2021 Fiscal Year Final Research Report

• Project/Area Number: 18H02424
• Research Category: Grant-in-Aid for Scientific Research (B)
• Allocation Type: Single-year Grants
• Section: 一般
• Review Section: Basic Section 43050:Genome biology-related
• Research Institution: Institute of Physical and Chemical Research
• Principal Investigator: ABE KUNIYA 国立研究開発法人理化学研究所, バイオリソース研究センター, チームリーダー (40240915)
• Project Period (FY): 2018-04-01 – 2021-03-31
• Keywords: 細胞分化 / 分化遷移 / 多能性幹細胞 / Ｘ染色体不活性化 / シングルセル解析

Outline of Final Research Achievements

Single-cell RNA-Seq analysis of naive-primed transition process was performed and 3 clusters that exhibit characteristics other than ES cells and EpiSC were identified. We estimated the time of appearance of each cluster after induction of differentiation by pseudotime analysis, and extracted a group of genes with high expression specificity to each cluster.
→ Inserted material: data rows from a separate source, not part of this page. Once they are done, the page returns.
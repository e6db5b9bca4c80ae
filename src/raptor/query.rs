use std::collections::BTreeSet;

use tracing::{debug, trace};

use super::config::{QueryConfig, TimeType};
use super::mask::ActiveDay;
use super::relaxer::FootpathRelaxer;
use super::scanner::RouteScanner;
use super::state::{INFINITY, Label, LabelKind, NO_INDEX, QueryState, unreached};
use crate::network::Network;

/// One routing request against the network. Coordinates source seeding,
/// route scanning, footpath relaxation and pruning in rounds; each round
/// adds at most one trip to a connection, which is what makes the collected
/// labels a Pareto frontier in (target time, number of legs).
pub(crate) struct Query<'a> {
    network: &'a Network,
    days: &'a [ActiveDay],
    source_stop_indices: Vec<usize>,
    source_times: Vec<i32>,
    target_stops: Vec<(usize, i32)>,
    config: &'a QueryConfig,
    time_type: TimeType,
    raptor_range: Option<i32>,
    state: QueryState,
}

impl<'a> Query<'a> {
    pub fn new(
        network: &'a Network,
        days: &'a [ActiveDay],
        source_stop_indices: Vec<usize>,
        source_times: Vec<i32>,
        target_stops: Vec<(usize, i32)>,
        config: &'a QueryConfig,
        time_type: TimeType,
        raptor_range: Option<i32>,
    ) -> Self {
        debug_assert_eq!(source_stop_indices.len(), source_times.len());
        let state = QueryState::new(network.stop_count(), time_type);
        Self {
            network,
            days,
            source_stop_indices,
            source_times,
            target_stops,
            config,
            time_type,
            raptor_range,
            state,
        }
    }

    /// Runs the search and returns the filled query state.
    pub fn run(mut self) -> QueryState {
        let min_transfer = self.config.minimum_transfer_duration.as_seconds() as i32;
        let max_walk = self
            .config
            .maximum_walking_duration
            .map(|duration| duration.as_seconds() as i32)
            .unwrap_or(INFINITY);

        let relaxer = FootpathRelaxer::new(self.network, min_transfer, max_walk, self.time_type);
        let scanner = RouteScanner::new(self.network, self.days, min_transfer, self.time_type);

        let spawns = self.spawn_times();
        debug!(spawns = spawns.len(), "running query");

        for (run, spawn_times) in spawns.into_iter().enumerate() {
            if run > 0 {
                self.state.reset_rounds();
            }
            let cutoff = self.cutoff_time(&spawn_times);
            self.initialize(&spawn_times);
            relaxer.relax_initial(&self.source_stop_indices, &mut self.state);
            self.remove_suboptimal_labels(0, cutoff);

            while self.state.has_marked_stops() && self.transfers_within_limit() {
                self.state.add_new_round();
                let round = self.state.round();
                scanner.scan(&mut self.state);
                let improved = self.state.marked_next_round_snapshot();
                relaxer.relax(round, &improved, &mut self.state);
                self.remove_suboptimal_labels(round, cutoff);
            }
        }

        self.state
    }

    fn transfers_within_limit(&self) -> bool {
        match self.config.maximum_transfers {
            // the round about to run adds trip number round; transfers made
            // so far are one less
            Some(maximum) => self.state.round() <= maximum,
            None => true,
        }
    }

    /// The source times of every round-loop run. Without a range this is the
    /// requested times once. With a range, one run per actual trip departure
    /// (or arrival) at the source stops inside the window, latest first for
    /// departure queries so later spawns survive unless strictly dominated.
    fn spawn_times(&self) -> Vec<Vec<i32>> {
        let Some(range) = self.raptor_range.filter(|range| *range > 0) else {
            return vec![self.source_times.clone()];
        };

        let mut times: BTreeSet<i32> = BTreeSet::new();
        for (i, stop_idx) in self.source_stop_indices.iter().enumerate() {
            let requested = self.source_times[i];
            let (window_start, window_end) = match self.time_type {
                TimeType::Departure => (requested, requested + range),
                TimeType::Arrival => (requested - range, requested),
            };
            self.collect_trip_times_at_stop(*stop_idx, window_start, window_end, &mut times);
        }

        if times.is_empty() {
            return vec![self.source_times.clone()];
        }

        let ordered: Vec<i32> = match self.time_type {
            // latest spawn first
            TimeType::Departure => times.into_iter().rev().collect(),
            // earliest spawn first
            TimeType::Arrival => times.into_iter().collect(),
        };

        ordered
            .into_iter()
            .map(|spawn| {
                self.source_times
                    .iter()
                    .map(|requested| match self.time_type {
                        TimeType::Departure => spawn.max(*requested),
                        TimeType::Arrival => spawn.min(*requested),
                    })
                    .collect()
            })
            .collect()
    }

    /// Collects the normalized departure (or arrival) times of active trips
    /// at a stop within the window.
    fn collect_trip_times_at_stop(
        &self,
        stop_idx: usize,
        window_start: i32,
        window_end: i32,
        times: &mut BTreeSet<i32>,
    ) {
        for route_idx in self.network.routes_of_stop(stop_idx) {
            let route_idx = *route_idx as usize;
            let Some(stop_offset) = self.network.stop_offset_in_route(route_idx, stop_idx) else {
                continue;
            };
            let trip_count = self.network.route(route_idx).trip_count();
            for day in self.days {
                for trip_offset in 0..trip_count {
                    if !day.mask.route_masks[route_idx].active[trip_offset] {
                        continue;
                    }
                    let stop_time = self.network.stop_time(route_idx, trip_offset, stop_offset);
                    let time = match self.time_type {
                        TimeType::Departure => day.day_offset + stop_time.departure as i32,
                        TimeType::Arrival => day.day_offset + stop_time.arrival as i32,
                    };
                    if time >= window_start && time <= window_end {
                        times.insert(time);
                    }
                }
            }
        }
    }

    /// Seeds the source stops for one run: an initial label and, where it
    /// improves, the best time; all sources are marked for the first round.
    fn initialize(&mut self, spawn_times: &[i32]) {
        trace!("initializing source stop labels");
        for (i, stop_idx) in self.source_stop_indices.iter().enumerate() {
            let stop_idx = *stop_idx;
            let target_time = spawn_times[i];

            let label = Label {
                source_time: target_time,
                target_time,
                kind: LabelKind::Initial,
                route_or_transfer_idx: NO_INDEX,
                trip_offset: NO_INDEX,
                day_offset: 0,
                stop_idx: stop_idx as u32,
                previous: None,
            };
            self.state.set_label(0, stop_idx, label);

            let improves = match self.time_type {
                TimeType::Departure => target_time < self.state.best_time(stop_idx),
                TimeType::Arrival => target_time > self.state.best_time(stop_idx),
            };
            if improves {
                self.state.set_best_time(stop_idx, target_time);
            }
            self.state.mark(stop_idx);
        }
    }

    /// Unmarks stops whose round label cannot lead to a better connection
    /// than the best target time known so far (including the walk to the
    /// target and the travel time cutoff).
    fn remove_suboptimal_labels(&mut self, round: usize, cutoff: i32) {
        let best_target_time = self.best_time_for_target_stops(cutoff);
        if best_target_time == INFINITY || best_target_time == -INFINITY {
            return;
        }

        for stop_idx in self.state.marked_next_round_snapshot() {
            let Some(label) = self.state.label(round, stop_idx) else {
                continue;
            };
            let suboptimal = match self.time_type {
                TimeType::Departure => label.target_time > best_target_time,
                TimeType::Arrival => label.target_time < best_target_time,
            };
            if suboptimal {
                self.state.clear_label(round, stop_idx);
                self.state.unmark(stop_idx);
            }
        }
    }

    /// The best time over all target stops, after adding each target's walk
    /// duration, bounded by the travel time cutoff.
    fn best_time_for_target_stops(&self, cutoff: i32) -> i32 {
        let mut best = cutoff;
        for (stop_idx, walk_duration) in &self.target_stops {
            let stop_best = self.state.best_time(*stop_idx);
            if stop_best == unreached(self.time_type) {
                continue;
            }
            best = match self.time_type {
                TimeType::Departure => best.min(stop_best + walk_duration),
                TimeType::Arrival => best.max(stop_best - walk_duration),
            };
        }
        best
    }

    /// The latest allowed arrival (or earliest allowed departure) of this
    /// run. Stops reached beyond it are not expanded further.
    fn cutoff_time(&self, spawn_times: &[i32]) -> i32 {
        let Some(maximum_travel_time) = self.config.maximum_travel_time else {
            return unreached(self.time_type);
        };
        let maximum = maximum_travel_time.as_seconds() as i32;
        match self.time_type {
            TimeType::Departure => {
                let earliest = spawn_times.iter().min().copied().unwrap_or(0);
                earliest + maximum
            }
            TimeType::Arrival => {
                let latest = spawn_times.iter().max().copied().unwrap_or(0);
                latest - maximum
            }
        }
    }
}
One of the newly identified clusters had a morphology similar to that of EpiSCs but with a different expression profile, suggesting that it was a novel pluripotent stem cell. Interestingly, another cluster showed a genome-wide downregulation of gene expression, and it appears that X chromosome inactivation initiates in this cluster.

Free Research Field

発生遺伝学、幹細胞学、ゲノム科学

Academic Significance and Societal Importance of the Research Achievements

細胞分化の進行を考える時、1）時間の経過と伴に徐々に、しかし確実に細胞形質が漸進的に変化する場合と、(2)ある定常状態から異なる定常状態へ遷移する場合などが想定されるが、本研究では、遷移現象を解析するための再現性の高い実験系が確立したことに意義があると考える。さらにこの系を用いて、新規の多能性幹細胞やグローバルな遺伝子発現低下を起こす細胞集団の発見、そしてＸ染色体不活性化に代表されるエピゲノム変動との関連を追及するための材料を提案したことについても、今後の広範な展開に繋がる学術的な意義があると考える。